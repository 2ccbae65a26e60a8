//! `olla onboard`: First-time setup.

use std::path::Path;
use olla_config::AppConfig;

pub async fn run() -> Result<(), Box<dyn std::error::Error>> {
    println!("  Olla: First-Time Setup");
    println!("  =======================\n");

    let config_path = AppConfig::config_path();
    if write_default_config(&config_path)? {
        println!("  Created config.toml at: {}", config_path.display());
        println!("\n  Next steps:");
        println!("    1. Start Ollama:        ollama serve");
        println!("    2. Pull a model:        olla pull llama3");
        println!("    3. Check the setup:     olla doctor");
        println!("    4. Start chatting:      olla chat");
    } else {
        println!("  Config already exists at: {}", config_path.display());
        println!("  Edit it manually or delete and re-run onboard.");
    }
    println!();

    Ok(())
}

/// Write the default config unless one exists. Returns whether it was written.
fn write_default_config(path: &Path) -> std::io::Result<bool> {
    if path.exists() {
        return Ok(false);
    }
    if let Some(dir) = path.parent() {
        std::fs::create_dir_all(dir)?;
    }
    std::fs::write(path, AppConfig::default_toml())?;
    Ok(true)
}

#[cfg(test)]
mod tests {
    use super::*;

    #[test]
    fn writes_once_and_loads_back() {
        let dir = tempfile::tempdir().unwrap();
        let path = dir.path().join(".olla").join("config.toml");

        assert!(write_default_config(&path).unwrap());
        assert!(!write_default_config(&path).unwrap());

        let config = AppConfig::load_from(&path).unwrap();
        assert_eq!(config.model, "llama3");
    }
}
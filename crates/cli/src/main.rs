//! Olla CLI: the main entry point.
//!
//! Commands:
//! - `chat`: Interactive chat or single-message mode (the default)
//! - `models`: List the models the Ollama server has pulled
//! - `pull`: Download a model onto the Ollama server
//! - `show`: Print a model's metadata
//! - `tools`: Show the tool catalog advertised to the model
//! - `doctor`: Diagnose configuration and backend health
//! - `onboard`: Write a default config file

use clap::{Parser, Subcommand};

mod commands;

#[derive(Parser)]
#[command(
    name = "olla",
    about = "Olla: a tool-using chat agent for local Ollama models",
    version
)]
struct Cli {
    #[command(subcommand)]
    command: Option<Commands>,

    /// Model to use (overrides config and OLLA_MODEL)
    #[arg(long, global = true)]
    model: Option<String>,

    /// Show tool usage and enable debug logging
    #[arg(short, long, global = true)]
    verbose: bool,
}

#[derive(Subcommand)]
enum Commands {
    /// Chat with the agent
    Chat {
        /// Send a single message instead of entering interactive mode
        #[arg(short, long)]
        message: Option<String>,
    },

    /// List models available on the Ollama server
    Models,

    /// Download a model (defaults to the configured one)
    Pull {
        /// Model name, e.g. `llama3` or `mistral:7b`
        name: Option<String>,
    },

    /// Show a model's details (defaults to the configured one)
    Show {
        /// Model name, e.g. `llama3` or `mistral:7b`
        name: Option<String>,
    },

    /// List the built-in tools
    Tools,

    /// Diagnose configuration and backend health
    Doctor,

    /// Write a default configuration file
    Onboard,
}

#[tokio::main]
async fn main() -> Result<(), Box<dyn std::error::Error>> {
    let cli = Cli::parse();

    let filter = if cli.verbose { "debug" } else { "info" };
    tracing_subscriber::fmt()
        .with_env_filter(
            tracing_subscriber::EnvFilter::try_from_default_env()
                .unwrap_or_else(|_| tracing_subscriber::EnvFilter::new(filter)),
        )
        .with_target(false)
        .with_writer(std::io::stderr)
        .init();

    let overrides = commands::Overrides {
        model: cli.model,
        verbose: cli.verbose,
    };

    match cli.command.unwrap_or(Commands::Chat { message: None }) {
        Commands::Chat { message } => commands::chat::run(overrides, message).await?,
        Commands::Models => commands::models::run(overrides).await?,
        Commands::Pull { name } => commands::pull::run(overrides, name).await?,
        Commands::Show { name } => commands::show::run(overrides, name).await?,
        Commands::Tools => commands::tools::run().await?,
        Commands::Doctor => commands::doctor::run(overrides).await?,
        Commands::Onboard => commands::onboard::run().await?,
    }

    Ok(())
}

────────────────────

◆ **Task requirements**:
All of the material needs to be reproduced exactly as it reads.

◆ **Solution to the problem**:
repository 2ccbae65a26e60a8
//! `olla onboard`: First-time setup.

use std::path::Path;
use olla_config::AppConfig;

pub async fn run() -> Result<(), Box<dyn std::error::Error>> {
    println!("  Olla: First-Time Setup");
    println!("  =======================\n");

    let config_path = AppConfig::config_path();
    if write_default_config(&config_path)? {
        println!("  Created config.toml at: {}", config_path.display());
        println!("\n  Next steps:");
        println!("    1. Start Ollama:        ollama serve");
        println!("    2. Pull a model:        olla pull llama3");
        println!("    3. Check the setup:     olla doctor");
        println!("    4. Start chatting:      olla chat");
    } else {
        println!("  Config already exists at: {}", config_path.display());
        println!("  Edit it manually or delete and re-run onboard.");
    }
    println!();

    Ok(())
}

/// Write the default config unless one exists. Returns whether it was written.
fn write_default_config(path: &Path) -> std::io::Result<bool> {
    if path.exists() {
        return Ok(false);
    }
    if let Some(dir) = path.parent() {
        std::fs::create_dir_all(dir)?;
    }
    std::fs::write(path, AppConfig::default_toml())?;
    Ok(true)
}

#[cfg(test)]
mod tests {
    use super::*;

    #[test]
    fn writes_once_and_loads_back() {
        let dir = tempfile::tempdir().unwrap();
        let path = dir.path().join(".olla").join("config.toml");

        assert!(write_default_config(&path).unwrap());
        assert!(!write_default_config(&path).unwrap());

        let config = AppConfig::load_from(&path).unwrap();
        assert_eq!(config.model, "llama3");
    }
}
filename crates/cli/src/main.rs
//! Olla CLI: the main entry point.
//!
//! Commands:
//! - `chat`: Interactive chat or single-message mode (the default)
//! - `models`: List the models the Ollama server has pulled
//! - `pull`: Download a model onto the Ollama server
//! - `show`: Print a model's metadata
//! - `tools`: Show the tool catalog advertised to the model
//! - `doctor`: Diagnose configuration and backend health
//! - `onboard`: Write a default config file

use clap::{Parser, Subcommand};

mod commands;

#[derive(Parser)]
#[command(
    name = "olla",
    about = "Olla: a tool-using chat agent for local Ollama models",
    version
)]
struct Cli {
    #[command(subcommand)]
    command: Option<Commands>,

    /// Model to use (overrides config and OLLA_MODEL)
    #[arg(long, global = true)]
    model: Option<String>,

    /// Show tool usage and enable debug logging
    #[arg(short, long, global = true)]
    verbose: bool,
}

#[derive(Subcommand)]
enum Commands {
    /// Chat with the agent
    Chat {
        /// Send a single message instead of entering interactive mode
        #[arg(short, long)]
        message: Option<String>,
    },

    /// List models available on the Ollama server
    Models,

    /// Download a model (defaults to the configured one)
    Pull {
        /// Model name, e.g. `llama3` or `mistral:7b`
        name: Option<String>,
    },

    /// Show a model's details (defaults to the configured one)
    Show {
        /// Model name, e.g. `llama3` or `mistral:7b`
        name: Option<String>,
    },

    /// List the built-in tools
    Tools,

    /// Diagnose configuration and backend health
    Doctor,

    /// Write a default configuration file
    Onboard,
}

#[tokio::main]
async fn main() -> Result<(), Box<dyn std::error::Error>> {
    let cli = Cli::parse();

    let filter = if cli.verbose { "debug" } else { "info" };
    tracing_subscriber::fmt()
        .with_env_filter(
            tracing_subscriber::EnvFilter::try_from_default_env()
                .unwrap_or_else(|_| tracing_subscriber::EnvFilter::new(filter)),
        )
        .with_target(false)
        .with_writer(std::io::stderr)
        .init();

    let overrides = commands::Overrides {
        model: cli.model,
        verbose: cli.verbose,
    };

    match cli.command.unwrap_or(Commands::Chat { message: None }) {
        Commands::Chat { message } => commands::chat::run(overrides, message).await?,
        Commands::Models => commands::models::run(overrides).await?,
        Commands::Pull { name } => commands::pull::run(overrides, name).await?,
        Commands::Show { name } => commands::show::run(overrides, name).await?,
        Commands::Tools => commands::tools::run().await?,
        Commands::Doctor => commands::doctor::run(overrides).await?,
        Commands::Onboard => commands::onboard::run().await?,
    }

    Ok(())
}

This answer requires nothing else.